O Brasil avançou em sua estratégia de abertura comercial ao ratificar acordos de livre comércio com a União Europeia, a EFTA e Singapura, ampliando o acesso de seus produtos a mercados-chave na Europa e na Ásia. Os instrumentos foram depositados em 30 de junho junto ao governo do Paraguai, que preside o Mercosul neste semestre, concluindo a etapa brasileira dos dois processos.

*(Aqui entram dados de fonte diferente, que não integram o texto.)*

//! Newton's method with the exact Jacobian.

use nalgebra::{DMatrix, DVector};

use super::function::MultirootFunctionFdf;
use super::multiroot::FdfSolverState;
use crate::math::linalg::{lu_decomp, lu_solve, try_matrix, Permutation};
use crate::types::SolverError;

/// Full-step Newton iteration: `x ← x − J(x)⁻¹ f(x)`.
///
/// There is no damping; far from a root the iteration may diverge. A zero
/// pivot in the LU factorisation of `J` is reported as `SingularMatrix`
/// and leaves `x`, `f` and `dx` untouched.
#[derive(Debug, Clone)]
pub struct NewtonState {
    lu: DMatrix<f64>,
    permutation: Permutation,
}

impl FdfSolverState for NewtonState {
    fn alloc(n: usize) -> Result<Self, SolverError> {
        Ok(Self {
            lu: try_matrix(n, n, "lu")?,
            permutation: Permutation::try_new(n)?,
        })
    }

    fn set<S>(
        &mut self,
        function: &S,
        x: &DVector<f64>,
        f: &mut DVector<f64>,
        jac: &mut DMatrix<f64>,
        dx: &mut DVector<f64>,
    ) -> Result<(), SolverError>
    where
        S: MultirootFunctionFdf + ?Sized,
    {
        function.eval_fdf(x, f, jac)?;
        dx.fill(0.0);
        Ok(())
    }

    fn iterate<S>(
        &mut self,
        function: &S,
        x: &mut DVector<f64>,
        f: &mut DVector<f64>,
        jac: &mut DMatrix<f64>,
        dx: &mut DVector<f64>,
    ) -> Result<(), SolverError>
    where
        S: MultirootFunctionFdf + ?Sized,
    {
        self.lu.copy_from(&*jac);
        lu_decomp(&mut self.lu, &mut self.permutation)?;
        lu_solve(&self.lu, &self.permutation, f, dx)?;

        // dx holds e = J⁻¹f; the step is −e
        dx.neg_mut();
        *x += &*dx;

        function.eval_fdf(x, f, jac)
    }
}

#[cfg(test)]
mod tests {
    use super::*;
    use crate::math::solvers::{FdfSolver, FdfSolverType, FnSystemFdf, MultirootFunction};
    use approx::assert_relative_eq;

    fn nonlinear() -> impl MultirootFunctionFdf {
        FnSystemFdf::new(
            2,
            |x: &[f64], f: &mut [f64]| {
                f[0] = x[0] * x[0] + x[1] - 3.0;
                f[1] = x[0] - x[1] + 1.0;
            },
            |x: &[f64], j: &mut DMatrix<f64>| {
                j[(0, 0)] = 2.0 * x[0];
                j[(0, 1)] = 1.0;
                j[(1, 0)] = 1.0;
                j[(1, 1)] = -1.0;
            },
        )
    }

    #[test]
    fn test_single_step_matches_explicit_inverse() {
        let system = nonlinear();
        let x0 = DVector::from_column_slice(&[2.0, 0.5]);

        let mut f0 = DVector::zeros(2);
        system.eval(&x0, &mut f0).unwrap();
        // J(x0) = [[4, 1], [1, -1]]
        let (a, b, c, d) = (4.0, 1.0, 1.0, -1.0);
        let det = a * d - b * c;
        let e0 = (d * f0[0] - b * f0[1]) / det;
        let e1 = (-c * f0[0] + a * f0[1]) / det;

        let mut solver = FdfSolver::new(FdfSolverType::Newton, 2).unwrap();
        solver.set(&system, &x0).unwrap();
        solver.iterate(&system).unwrap();

        assert_relative_eq!(solver.root()[0], 2.0 - e0, epsilon = 1e-14);
        assert_relative_eq!(solver.root()[1], 0.5 - e1, epsilon = 1e-14);
        assert_relative_eq!(solver.step()[0], -e0, epsilon = 1e-14);
        assert_relative_eq!(solver.step()[1], -e1, epsilon = 1e-14);

        // Returned residual is a fresh evaluation at the new point
        let mut fresh = DVector::zeros(2);
        system.eval(solver.root(), &mut fresh).unwrap();
        assert_eq!(solver.residual(), &fresh);
    }

    #[test]
    fn test_singular_jacobian_reports_numerical_failure() {
        // Rows of J are parallel everywhere
        let system = FnSystemFdf::new(
            2,
            |x: &[f64], f: &mut [f64]| {
                f[0] = x[0] + x[1] - 3.0;
                f[1] = 2.0 * x[0] + 2.0 * x[1] - 1.0;
            },
            |_: &[f64], j: &mut DMatrix<f64>| {
                j[(0, 0)] = 1.0;
                j[(0, 1)] = 1.0;
                j[(1, 0)] = 2.0;
                j[(1, 1)] = 2.0;
            },
        );
        let x0 = DVector::from_column_slice(&[0.5, 0.25]);

        let mut solver = FdfSolver::new(FdfSolverType::Newton, 2).unwrap();
        solver.set(&system, &x0).unwrap();
        let err = solver.iterate(&system).unwrap_err();

        assert_eq!(err, SolverError::SingularMatrix);
        assert!(err.is_numerical());
        assert_eq!(solver.root(), &x0);
    }

    #[test]
    fn test_state_lifecycle_directly() {
        let system = nonlinear();
        let mut state = NewtonState::alloc(2).unwrap();
        let mut x = DVector::from_column_slice(&[1.5, 1.5]);
        let mut f = DVector::zeros(2);
        let mut jac = DMatrix::zeros(2, 2);
        let mut dx = DVector::from_element(2, 7.0);

        state.set(&system, &x, &mut f, &mut jac, &mut dx).unwrap();
        assert!(dx.iter().all(|&d| d == 0.0));

        for _ in 0..20 {
            if f.norm() < 1e-13 {
                break;
            }
            state
                .iterate(&system, &mut x, &mut f, &mut jac, &mut dx)
                .unwrap();
        }
        // x² + y = 3 with y = x + 1, nearest root (1, 2)
        assert_relative_eq!(x[0], 1.0, epsilon = 1e-10);
        assert_relative_eq!(x[1], 2.0, epsilon = 1e-10);
        state.release();
    }

    mod proptests {
        use super::*;
        use proptest::prelude::*;

        proptest! {
            #![proptest_config(ProptestConfig::with_cases(100))]

            /// Newton solves a diagonally dominant linear system in one step.
            #[test]
            fn test_one_step_on_linear_system(
                entries in prop::collection::vec(-1.0f64..1.0, 9),
                rhs in prop::collection::vec(-5.0f64..5.0, 3),
                start in prop::collection::vec(-5.0f64..5.0, 3)
            ) {
                let mut a = DMatrix::from_row_slice(3, 3, &entries);
                for i in 0..3 {
                    a[(i, i)] += 4.0;
                }
                let b = DVector::from_column_slice(&rhs);
                let a_f = a.clone();
                let a_df = a.clone();
                let system = FnSystemFdf::new(
                    3,
                    move |x: &[f64], f: &mut [f64]| {
                        let ax = &a_f * DVector::from_column_slice(x);
                        for i in 0..3 {
                            f[i] = ax[i] - b[i];
                        }
                    },
                    move |_: &[f64], j: &mut DMatrix<f64>| j.copy_from(&a_df),
                );

                let mut solver = FdfSolver::new(FdfSolverType::Newton, 3).unwrap();
                solver.set(&system, &DVector::from_column_slice(&start)).unwrap();
                solver.iterate(&system).unwrap();
                prop_assert!(solver.residual().norm() < 1e-10);
            }
        }
    }
}
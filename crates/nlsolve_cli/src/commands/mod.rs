//! CLI command implementations
//!
//! Each submodule implements a specific CLI command.

pub mod check;
pub mod fit;
pub mod roots;
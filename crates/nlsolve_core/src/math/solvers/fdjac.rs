//! Forward-difference Jacobian approximation.

use nalgebra::{DMatrix, DVector};

use super::function::MultirootFunction;
use crate::math::linalg::try_vector;
use crate::types::SolverError;

/// Scratch storage for forward-difference Jacobians of an `n`-dimensional system.
///
/// Column `j` is approximated as `(f(x + h_j e_j) − f(x)) / h_j` with
/// `h_j = epsrel·|x_j|`, or `h_j = epsrel` when `x_j == 0`. The divisor is
/// the step actually representable in `x_j + h_j`. When a relative step
/// smaller than `epsrel` leaves `f` unchanged, the column is recomputed
/// with the absolute step `epsrel`.
#[derive(Debug, Clone)]
pub struct FdJacobian {
    x1: DVector<f64>,
    f1: DVector<f64>,
}

impl FdJacobian {
    /// Reserve scratch for dimension `n`.
    pub fn try_new(n: usize) -> Result<Self, SolverError> {
        Ok(Self {
            x1: try_vector(n, "x_fd")?,
            f1: try_vector(n, "f_fd")?,
        })
    }

    /// Fill `jac` with the forward-difference Jacobian at `x`, where `f = f(x)`.
    ///
    /// # Errors
    ///
    /// `DimensionMismatch` if any argument disagrees with the scratch size;
    /// evaluator errors are propagated.
    pub fn compute<S>(
        &mut self,
        function: &S,
        x: &DVector<f64>,
        f: &DVector<f64>,
        epsrel: f64,
        jac: &mut DMatrix<f64>,
    ) -> Result<(), SolverError>
    where
        S: MultirootFunction + ?Sized,
    {
        let n = self.x1.len();
        for got in [x.len(), f.len(), jac.nrows(), jac.ncols()] {
            if got != n {
                return Err(SolverError::DimensionMismatch { expected: n, got });
            }
        }

        self.x1.copy_from(x);
        for j in 0..n {
            let xj = x[j];
            let relative = epsrel * xj.abs();
            let mut h = if relative == 0.0 { epsrel } else { relative };

            let mut taken = self.perturb(function, f, j, xj, h)?;
            if taken.is_none() && h < epsrel {
                h = epsrel;
                taken = self.perturb(function, f, j, xj, h)?;
            }

            let taken = taken.unwrap_or(h);
            for i in 0..n {
                jac[(i, j)] = (self.f1[i] - f[i]) / taken;
            }
        }
        Ok(())
    }

    /// Evaluate `f(x + h e_j)` into `f1`.
    ///
    /// Returns the step actually taken, `(x_j + h) − x_j`, or `None` when
    /// that step is zero or leaves `f` unchanged. `x1` is restored either way.
    fn perturb<S>(
        &mut self,
        function: &S,
        f: &DVector<f64>,
        j: usize,
        xj: f64,
        h: f64,
    ) -> Result<Option<f64>, SolverError>
    where
        S: MultirootFunction + ?Sized,
    {
        self.x1[j] = xj + h;
        let taken = self.x1[j] - xj;
        let result = function.eval(&self.x1, &mut self.f1);
        self.x1[j] = xj;
        result?;
        if taken == 0.0 || self.f1 == *f {
            return Ok(None);
        }
        Ok(Some(taken))
    }
}

/// Forward-difference Jacobian with freshly allocated scratch.
///
/// Prefer [`FdJacobian`] inside iteration loops.
pub fn fdjacobian<S>(
    function: &S,
    x: &DVector<f64>,
    f: &DVector<f64>,
    epsrel: f64,
    jac: &mut DMatrix<f64>,
) -> Result<(), SolverError>
where
    S: MultirootFunction + ?Sized,
{
    FdJacobian::try_new(x.len())?.compute(function, x, f, epsrel, jac)
}

#[cfg(test)]
mod tests {
    use super::*;
    use crate::math::linalg::SQRT_DBL_EPSILON;
    use crate::math::solvers::FnSystem;
    use approx::assert_relative_eq;

    #[test]
    fn test_fdjacobian_close_to_analytic() {
        let system = FnSystem::new(2, |x: &[f64], f: &mut [f64]| {
            f[0] = x[0] * x[0] + x[1];
            f[1] = x[0].exp() - 3.0 * x[1];
        });
        let x = DVector::from_column_slice(&[1.5, 0.0]);
        let mut f = DVector::zeros(2);
        system.eval(&x, &mut f).unwrap();

        let mut jac = DMatrix::zeros(2, 2);
        fdjacobian(&system, &x, &f, SQRT_DBL_EPSILON, &mut jac).unwrap();

        assert_relative_eq!(jac[(0, 0)], 3.0, epsilon = 1e-6);
        assert_relative_eq!(jac[(0, 1)], 1.0, epsilon = 1e-6);
        assert_relative_eq!(jac[(1, 0)], 1.5f64.exp(), epsilon = 1e-6);
        // x1 == 0 uses the absolute step
        assert_relative_eq!(jac[(1, 1)], -3.0, epsilon = 1e-6);
    }

    #[test]
    fn test_fdjacobian_restores_point() {
        let system = FnSystem::new(2, |x: &[f64], f: &mut [f64]| {
            f[0] = x[0];
            f[1] = x[1];
        });
        let x = DVector::from_column_slice(&[2.0, -1.0]);
        let f = x.clone();
        let mut fd = FdJacobian::try_new(2).unwrap();
        let mut jac = DMatrix::zeros(2, 2);
        fd.compute(&system, &x, &f, SQRT_DBL_EPSILON, &mut jac)
            .unwrap();
        fd.compute(&system, &x, &f, SQRT_DBL_EPSILON, &mut jac)
            .unwrap();
        assert_relative_eq!(jac[(0, 0)], 1.0, epsilon = 1e-7);
        assert_relative_eq!(jac[(1, 1)], 1.0, epsilon = 1e-7);
        assert_relative_eq!(jac[(0, 1)], 0.0, epsilon = 1e-12);
    }

    #[test]
    fn test_fdjacobian_tiny_component_falls_back_to_absolute_step() {
        // ε·1e-16 is lost against x0 − x1 ≈ 1
        let system = FnSystem::new(2, |x: &[f64], f: &mut [f64]| {
            f[0] = x[0] + 0.5 * (x[0] - x[1]).powi(3) - 1.0;
            f[1] = 0.5 * (x[1] - x[0]).powi(3) + x[1];
        });
        let x = DVector::from_column_slice(&[1.0, 1e-16]);
        let mut f = DVector::zeros(2);
        system.eval(&x, &mut f).unwrap();

        let mut jac = DMatrix::zeros(2, 2);
        fdjacobian(&system, &x, &f, SQRT_DBL_EPSILON, &mut jac).unwrap();

        assert_relative_eq!(jac[(0, 0)], 2.5, epsilon = 1e-6);
        assert_relative_eq!(jac[(0, 1)], -1.5, epsilon = 1e-6);
        assert_relative_eq!(jac[(1, 0)], -1.5, epsilon = 1e-6);
        assert_relative_eq!(jac[(1, 1)], 2.5, epsilon = 1e-6);
    }

    #[test]
    fn test_fdjacobian_constant_column_stays_zero() {
        let system = FnSystem::new(2, |x: &[f64], f: &mut [f64]| {
            f[0] = x[0];
            f[1] = 2.0 * x[0];
        });
        let x = DVector::from_column_slice(&[3.0, 1e-12]);
        let mut f = DVector::zeros(2);
        system.eval(&x, &mut f).unwrap();

        let mut jac = DMatrix::zeros(2, 2);
        fdjacobian(&system, &x, &f, SQRT_DBL_EPSILON, &mut jac).unwrap();
        assert_eq!(jac[(0, 1)], 0.0);
        assert_eq!(jac[(1, 1)], 0.0);
    }

    #[test]
    fn test_fdjacobian_dimension_mismatch() {
        let system = FnSystem::new(2, |_: &[f64], _: &mut [f64]| {});
        let mut jac = DMatrix::zeros(3, 3);
        let x = DVector::zeros(2);
        let result = fdjacobian(&system, &x, &x, SQRT_DBL_EPSILON, &mut jac);
        assert!(matches!(result, Err(SolverError::DimensionMismatch { .. })));
    }
}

Os instrumentos de ratificação foram depositados em 30 de junho junto ao governo do Paraguai, país que preside o Mercosul neste semestre, encerrando a etapa brasileira dos dois processos.
No âmbito da estratégia de diversificação de mercados, os acordos fortalecem o acesso brasileiro a horizontes estratégicos na Europa e na Ásia, com impactos variados para cada bloco.
Mercosul × EFTA — o acordo com o bloco europeu da EFTA elimina tarifas para a maioria dos produtos industriais e pesqueiros, além de abrir cotas para carnes, milho, mel e óleos vegetais. A EFTA reúne Islândia, Liechtenstein, Noruega e Suíça, somando mais de 280 milhões de consumidores.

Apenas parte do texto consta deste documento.